→ **Assigned task**:
Look at the entries below and reproduce them exactly.

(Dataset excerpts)

+--

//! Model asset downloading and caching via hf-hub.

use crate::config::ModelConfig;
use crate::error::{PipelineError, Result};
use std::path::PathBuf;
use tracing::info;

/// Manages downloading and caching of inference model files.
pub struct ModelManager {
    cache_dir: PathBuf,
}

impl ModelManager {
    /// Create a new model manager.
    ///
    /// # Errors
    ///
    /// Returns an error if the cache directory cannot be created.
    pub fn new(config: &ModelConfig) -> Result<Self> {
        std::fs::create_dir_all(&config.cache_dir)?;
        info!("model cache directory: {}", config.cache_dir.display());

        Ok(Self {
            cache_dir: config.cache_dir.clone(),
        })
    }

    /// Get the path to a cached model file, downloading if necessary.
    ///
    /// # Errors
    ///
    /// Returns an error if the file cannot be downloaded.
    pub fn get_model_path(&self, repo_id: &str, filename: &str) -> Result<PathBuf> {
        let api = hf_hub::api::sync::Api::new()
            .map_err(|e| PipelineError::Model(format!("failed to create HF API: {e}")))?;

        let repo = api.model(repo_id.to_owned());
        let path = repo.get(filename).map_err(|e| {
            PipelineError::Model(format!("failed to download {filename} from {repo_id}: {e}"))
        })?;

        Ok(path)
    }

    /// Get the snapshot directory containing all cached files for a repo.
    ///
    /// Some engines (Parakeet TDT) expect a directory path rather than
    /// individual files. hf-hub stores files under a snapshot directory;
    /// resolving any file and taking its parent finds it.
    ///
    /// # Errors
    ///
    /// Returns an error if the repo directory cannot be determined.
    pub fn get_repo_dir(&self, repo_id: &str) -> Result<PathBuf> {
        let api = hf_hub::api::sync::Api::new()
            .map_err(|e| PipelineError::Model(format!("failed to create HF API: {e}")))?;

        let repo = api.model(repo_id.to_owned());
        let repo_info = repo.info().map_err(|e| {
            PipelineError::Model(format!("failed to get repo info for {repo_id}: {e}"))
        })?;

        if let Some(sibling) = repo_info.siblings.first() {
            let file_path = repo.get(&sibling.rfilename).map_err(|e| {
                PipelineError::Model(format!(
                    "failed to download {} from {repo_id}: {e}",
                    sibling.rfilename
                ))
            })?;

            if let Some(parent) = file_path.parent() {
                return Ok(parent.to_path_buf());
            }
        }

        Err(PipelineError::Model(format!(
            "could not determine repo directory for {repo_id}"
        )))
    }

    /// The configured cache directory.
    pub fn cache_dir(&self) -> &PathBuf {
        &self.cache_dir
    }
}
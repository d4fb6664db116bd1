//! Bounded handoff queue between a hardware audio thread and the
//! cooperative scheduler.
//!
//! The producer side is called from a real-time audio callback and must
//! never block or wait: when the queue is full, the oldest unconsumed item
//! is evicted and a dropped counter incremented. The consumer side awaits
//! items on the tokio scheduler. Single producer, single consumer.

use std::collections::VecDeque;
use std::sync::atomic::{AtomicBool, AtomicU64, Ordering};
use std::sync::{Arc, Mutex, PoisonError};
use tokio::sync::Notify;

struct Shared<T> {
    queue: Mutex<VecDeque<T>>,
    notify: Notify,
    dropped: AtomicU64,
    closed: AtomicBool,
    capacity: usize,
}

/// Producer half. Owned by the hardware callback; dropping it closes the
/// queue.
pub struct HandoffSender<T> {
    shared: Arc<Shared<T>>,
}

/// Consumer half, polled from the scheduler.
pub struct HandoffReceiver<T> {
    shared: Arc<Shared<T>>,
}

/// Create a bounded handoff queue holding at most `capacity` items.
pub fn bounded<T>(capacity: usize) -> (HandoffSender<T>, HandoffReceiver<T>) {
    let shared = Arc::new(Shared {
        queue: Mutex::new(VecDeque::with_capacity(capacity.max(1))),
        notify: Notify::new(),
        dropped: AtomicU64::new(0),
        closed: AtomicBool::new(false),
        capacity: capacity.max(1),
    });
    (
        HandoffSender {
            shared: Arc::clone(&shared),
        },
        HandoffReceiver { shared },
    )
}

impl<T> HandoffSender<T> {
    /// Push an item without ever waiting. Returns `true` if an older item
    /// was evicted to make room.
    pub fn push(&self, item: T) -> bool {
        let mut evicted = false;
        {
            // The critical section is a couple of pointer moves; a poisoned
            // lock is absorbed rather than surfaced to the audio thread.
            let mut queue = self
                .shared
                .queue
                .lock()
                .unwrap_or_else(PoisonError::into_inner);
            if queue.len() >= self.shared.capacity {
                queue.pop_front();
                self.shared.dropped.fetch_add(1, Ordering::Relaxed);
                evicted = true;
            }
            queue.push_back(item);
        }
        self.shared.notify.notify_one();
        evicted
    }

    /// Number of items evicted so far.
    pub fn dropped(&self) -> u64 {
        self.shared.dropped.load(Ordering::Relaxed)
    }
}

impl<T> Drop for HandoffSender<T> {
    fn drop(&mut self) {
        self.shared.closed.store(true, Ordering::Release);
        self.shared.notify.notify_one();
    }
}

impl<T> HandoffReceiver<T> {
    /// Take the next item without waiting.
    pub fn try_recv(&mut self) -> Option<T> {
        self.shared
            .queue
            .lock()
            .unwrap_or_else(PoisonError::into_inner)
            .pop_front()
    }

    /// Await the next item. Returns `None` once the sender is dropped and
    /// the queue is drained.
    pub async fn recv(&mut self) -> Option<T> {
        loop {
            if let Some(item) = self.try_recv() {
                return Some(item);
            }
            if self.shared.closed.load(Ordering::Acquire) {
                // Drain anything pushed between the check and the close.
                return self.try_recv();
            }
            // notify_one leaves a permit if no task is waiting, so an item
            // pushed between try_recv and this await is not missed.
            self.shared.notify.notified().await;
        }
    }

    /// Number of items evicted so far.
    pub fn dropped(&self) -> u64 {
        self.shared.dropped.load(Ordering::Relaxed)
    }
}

+--

→ **Your response**:
//! Model asset downloading and caching via hf-hub.

use crate::config::ModelConfig;
use crate::error::{PipelineError, Result};
use std::path::PathBuf;
use tracing::info;

/// Manages downloading and caching of inference model files.
pub struct ModelManager {
    cache_dir: PathBuf,
}

impl ModelManager {
    /// Create a new model manager.
    ///
    /// # Errors
    ///
    /// Returns an error if the cache directory cannot be created.
    pub fn new(config: &ModelConfig) -> Result<Self> {
        std::fs::create_dir_all(&config.cache_dir)?;
        info!("model cache directory: {}", config.cache_dir.display());

        Ok(Self {
            cache_dir: config.cache_dir.clone(),
        })
    }

    /// Get the path to a cached model file, downloading if necessary.
    ///
    /// # Errors
    ///
    /// Returns an error if the file cannot be downloaded.
    pub fn get_model_path(&self, repo_id: &str, filename: &str) -> Result<PathBuf> {
        let api = hf_hub::api::sync::Api::new()
            .map_err(|e| PipelineError::Model(format!("failed to create HF API: {e}")))?;

        let repo = api.model(repo_id.to_owned());
        let path = repo.get(filename).map_err(|e| {
            PipelineError::Model(format!("failed to download {filename} from {repo_id}: {e}"))
        })?;

        Ok(path)
    }

    /// Get the snapshot directory containing all cached files for a repo.
    ///
    /// Some engines (Parakeet TDT) expect a directory path rather than
    /// individual files. hf-hub stores files under a snapshot directory;
    /// resolving any file and taking its parent finds it.
    ///
    /// # Errors
    ///
    /// Returns an error if the repo directory cannot be determined.
    pub fn get_repo_dir(&self, repo_id: &str) -> Result<PathBuf> {
        let api = hf_hub::api::sync::Api::new()
            .map_err(|e| PipelineError::Model(format!("failed to create HF API: {e}")))?;

        let repo = api.model(repo_id.to_owned());
        let repo_info = repo.info().map_err(|e| {
            PipelineError::Model(format!("failed to get repo info for {repo_id}: {e}"))
        })?;

        if let Some(sibling) = repo_info.siblings.first() {
            let file_path = repo.get(&sibling.rfilename).map_err(|e| {
                PipelineError::Model(format!(
                    "failed to download {} from {repo_id}: {e}",
                    sibling.rfilename
                ))
            })?;

            if let Some(parent) = file_path.parent() {
                return Ok(parent.to_path_buf());
            }
        }

        Err(PipelineError::Model(format!(
            "could not determine repo directory for {repo_id}"
        )))
    }

    /// The configured cache directory.
    pub fn cache_dir(&self) -> &PathBuf {
        &self.cache_dir
    }
}
repository d4fb6664db116bd1
//! Bounded handoff queue between a hardware audio thread and the
//! cooperative scheduler.
//!
//! The producer side is called from a real-time audio callback and must
//! never block or wait: when the queue is full, the oldest unconsumed item
//! is evicted and a dropped counter incremented. The consumer side awaits
//! items on the tokio scheduler. Single producer, single consumer.

use std::collections::VecDeque;
use std::sync::atomic::{AtomicBool, AtomicU64, Ordering};
use std::sync::{Arc, Mutex, PoisonError};
use tokio::sync::Notify;

struct Shared<T> {
    queue: Mutex<VecDeque<T>>,
    notify: Notify,
    dropped: AtomicU64,
    closed: AtomicBool,
    capacity: usize,
}

/// Producer half. Owned by the hardware callback; dropping it closes the
/// queue.
pub struct HandoffSender<T> {
    shared: Arc<Shared<T>>,
}

/// Consumer half, polled from the scheduler.
pub struct HandoffReceiver<T> {
    shared: Arc<Shared<T>>,
}

/// Create a bounded handoff queue holding at most `capacity` items.
pub fn bounded<T>(capacity: usize) -> (HandoffSender<T>, HandoffReceiver<T>) {
    let shared = Arc::new(Shared {
        queue: Mutex::new(VecDeque::with_capacity(capacity.max(1))),
        notify: Notify::new(),
        dropped: AtomicU64::new(0),
        closed: AtomicBool::new(false),
        capacity: capacity.max(1),
    });
    (
        HandoffSender {
            shared: Arc::clone(&shared),
        },
        HandoffReceiver { shared },
    )
}

impl<T> HandoffSender<T> {
    /// Push an item without ever waiting. Returns `true` if an older item
    /// was evicted to make room.
    pub fn push(&self, item: T) -> bool {
        let mut evicted = false;
        {
            // The critical section is a couple of pointer moves; a poisoned
            // lock is absorbed rather than surfaced to the audio thread.
            let mut queue = self
                .shared
                .queue
                .lock()
                .unwrap_or_else(PoisonError::into_inner);
            if queue.len() >= self.shared.capacity {
                queue.pop_front();
                self.shared.dropped.fetch_add(1, Ordering::Relaxed);
                evicted = true;
            }
            queue.push_back(item);
        }
        self.shared.notify.notify_one();
        evicted
    }

    /// Number of items evicted so far.
    pub fn dropped(&self) -> u64 {
        self.shared.dropped.load(Ordering::Relaxed)
    }
}

impl<T> Drop for HandoffSender<T> {
    fn drop(&mut self) {
        self.shared.closed.store(true, Ordering::Release);
        self.shared.notify.notify_one();
    }
}

impl<T> HandoffReceiver<T> {
    /// Take the next item without waiting.
    pub fn try_recv(&mut self) -> Option<T> {
        self.shared
            .queue
            .lock()
            .unwrap_or_else(PoisonError::into_inner)
            .pop_front()
    }

    /// Await the next item. Returns `None` once the sender is dropped and
    /// the queue is drained.
    pub async fn recv(&mut self) -> Option<T> {
        loop {
            if let Some(item) = self.try_recv() {
                return Some(item);
            }
            if self.shared.closed.load(Ordering::Acquire) {
                // Drain anything pushed between the check and the close.
                return self.try_recv();
            }
            // notify_one leaves a permit if no task is waiting, so an item
            // pushed between try_recv and this await is not missed.
            self.shared.notify.notified().await;
        }
    }

    /// Number of items evicted so far.
    pub fn dropped(&self) -> u64 {
        self.shared.dropped.load(Ordering::Relaxed)
    }
}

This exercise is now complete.